Typically, a borrower will be asked to provide documentation of their income. Lenders want to see stability both in terms of the position the borrower has held and their earning potential. A prospective homebuyer who has worked for the same employer and earned an income within the same range as their current salary for several years stands a great chance of being approved for a loan.
Granting someone a loan ultimately is based on risk taking. A lender will be far more likely to grant a loan to a low-risk borrower - that is someone with a proven history of paying off debt in a timely fashion - than someone with a poor track record. A person's credit score, or FICO score, is the most commonly used method to evaluate their bill-paying history and debt profile. Credit scores range between 300 and 850. The higher the score the better the chance to qualify for a loan, and at a more attractive interest rate.
Typically, someone with a score of 660 or better is considered to have good credit and is an excellent candidate for a loan. However, interested buyers with a credit score below 660 may often still qualify for a loan or will be able in a short amount of time by taking a few simple steps to quickly improve their overall credit rating.
Another factor a lender will take in to consideration is how much money a borrower puts down toward the purchase of a home. The common perception is that someone can't even think about getting a loan today without 20 percent down. This is simply not the case.
Lenders take into account the size of the down payment in relation to the many other factors they consider. If for example, a person has an excellent credit score and tremendous ability to pay back the money, a lender may grant the borrower a loan even with less than the traditional 20 percent down payment.
"Perhaps the biggest myth today regarding mortgages is that you must have 20 percent down. We regularly see people get mortgages with less money down. Recently, we gave a loan to a person who only put 3.5 percent down because he had a great credit rating and a steady, reliable source of income," added Adamo.
Finally, one important factor for borrowers to consider when selecting a lender is the stability of the company loaning them the money. Today's economy has created a more unstable marketplace with stricter regulations and more complex processes. Unfortunately, many borrowers get qualified for financing only to discover that the lender is unable to provide the funding needed for a timely closing.
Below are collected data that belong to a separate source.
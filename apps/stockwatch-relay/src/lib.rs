#![cfg_attr(
    test,
    allow(
        clippy::unwrap_used,
        clippy::expect_used,
        clippy::float_cmp,
        clippy::significant_drop_tightening,
        clippy::too_many_lines,
        clippy::needless_pass_by_value,
        clippy::items_after_statements
    )
)]

//! StockWatch Relay - Change Stream to Domain Event Dispatcher
//!
//! Consumes change-stream batches from the symbol price table, derives
//! price deltas, and publishes typed price events to the event bus. Each
//! batch is answered with the list of records the stream runtime must
//! redeliver.
//!
//! # Layers (inside → outside)
//!
//! - **Domain**: Pure record handling
//!   - `change_record`: Change records, images and typed attribute values
//!   - `classification`: Price / Delta / Unknown from the partition key
//!   - `delta`: Price delta calculation
//!   - `events`: Price and price delta events
//!
//! - **Application**: Use cases and port definitions
//!   - `ports`: Delta store and event publisher interfaces
//!   - `use_cases`: Batch dispatch
//!   - `dto`: Batch failure report
//!   - `services`: Dispatch statistics
//!
//! - **Infrastructure**: Adapters and external integrations
//!   - `stream`: Change stream codec
//!   - `store`, `event_bus`, `http`: Store and bus adapters
//!   - `intake`: Batch intake HTTP endpoint
//!   - `config`, `health`, `metrics`, `telemetry`: Service plumbing
//!
//! # Data Flow
//!
//! ```text
//!                                ┌──────────────┐
//!                       ┌──────► │ Delta Store  │  PK=DELTA, SK=<symbol>
//! Stream batch ──► Dispatcher    └──────────────┘
//!   (intake)        │   │        ┌──────────────┐
//!                   │   └──────► │  Event Bus   │  price / price_delta
//!                   ▼            └──────────────┘
//!           batch failure report
//! ```
//!
//! Delta records written back to the table flow through the stream again
//! and are published as price delta events. They are never differenced a
//! second time.

#![forbid(unsafe_code)]
#![warn(missing_docs)]
#![warn(clippy::pedantic)]

// =============================================================================
// Module Declarations
// =============================================================================

/// Domain layer - Pure record handling with no I/O.
pub mod domain;

/// Application layer - Use cases and port definitions.
pub mod application;

/// Infrastructure layer - Adapters and external integrations.
pub mod infrastructure;

// =============================================================================
// Re-exports
// =============================================================================

// Domain types
pub use domain::change_record::{
    AttributeValue, ChangeKey, ChangeKind, ChangeRecord, Image, ImageSide, RecordId,
};
pub use domain::classification::{RecordKind, classify};
pub use domain::delta::{DeltaRecord, compute_delta};
pub use domain::events::{
    EventType, PriceDeltaEvent, PriceEvent, SymbolEvent, build_price_delta_event,
    build_price_event,
};
pub use domain::shared::{RecordError, Symbol};

// Application
pub use application::dto::{BatchFailureReport, BatchItemFailure};
pub use application::ports::{
    DeltaStoreError, DeltaStorePort, EventPublishError, EventPublisherPort, PublishEntry,
    PublishOutcome,
};
pub use application::use_cases::{DispatchEventsUseCase, DispatchSettings};

// Infrastructure config
pub use infrastructure::config::{
    AdapterSettings, Backend, ConfigError, HttpEndpoints, PublishSettings, RelayConfig,
    ServerSettings,
};

// Stream codec
pub use infrastructure::stream::{StreamDecodeError, decode_batch};

// Metrics
pub use infrastructure::metrics::init_metrics;

// Telemetry
pub use infrastructure::telemetry::{TelemetryConfig, TelemetryGuard, init as init_telemetry};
Homebuyers want to select a secure, reliable lender with a reputation for getting their clients to closing. For example, Weichert Financial Services offers a performance guarantee* to meet a borrower's closing date, backed by a credit up to $5,000, for qualified borrowers who obtain the "core services" of mortgage financing, homeowners' insurance and title insurance from the company.
Weichert Financial Services is one of the "Top 30" lenders in the U.S., according to the industry newsletter "Inside Mortgage Finance," based upon sales to Fannie Mae and Freddie Mac nationally in 2008. The company also ranked in the top five percent in product offerings, according to Radian, a leading mortgage insurance lender. Currently, Weichert Financial Services offers more than 300 mortgage and financial products to meet the unique needs of all of its borrowers. Weichert Financial Services is an equal housing lender.
A family of full-service real estate and financial services companies, Weichert helps customers buy and sell residential and commercial real estate, and streamlines the delivery of mortgages and home and title insurance. Each Weichert franchised office is independently owned and operated.
*The performance guarantee is subject to change and to certain terms and conditions. Not available in all areas.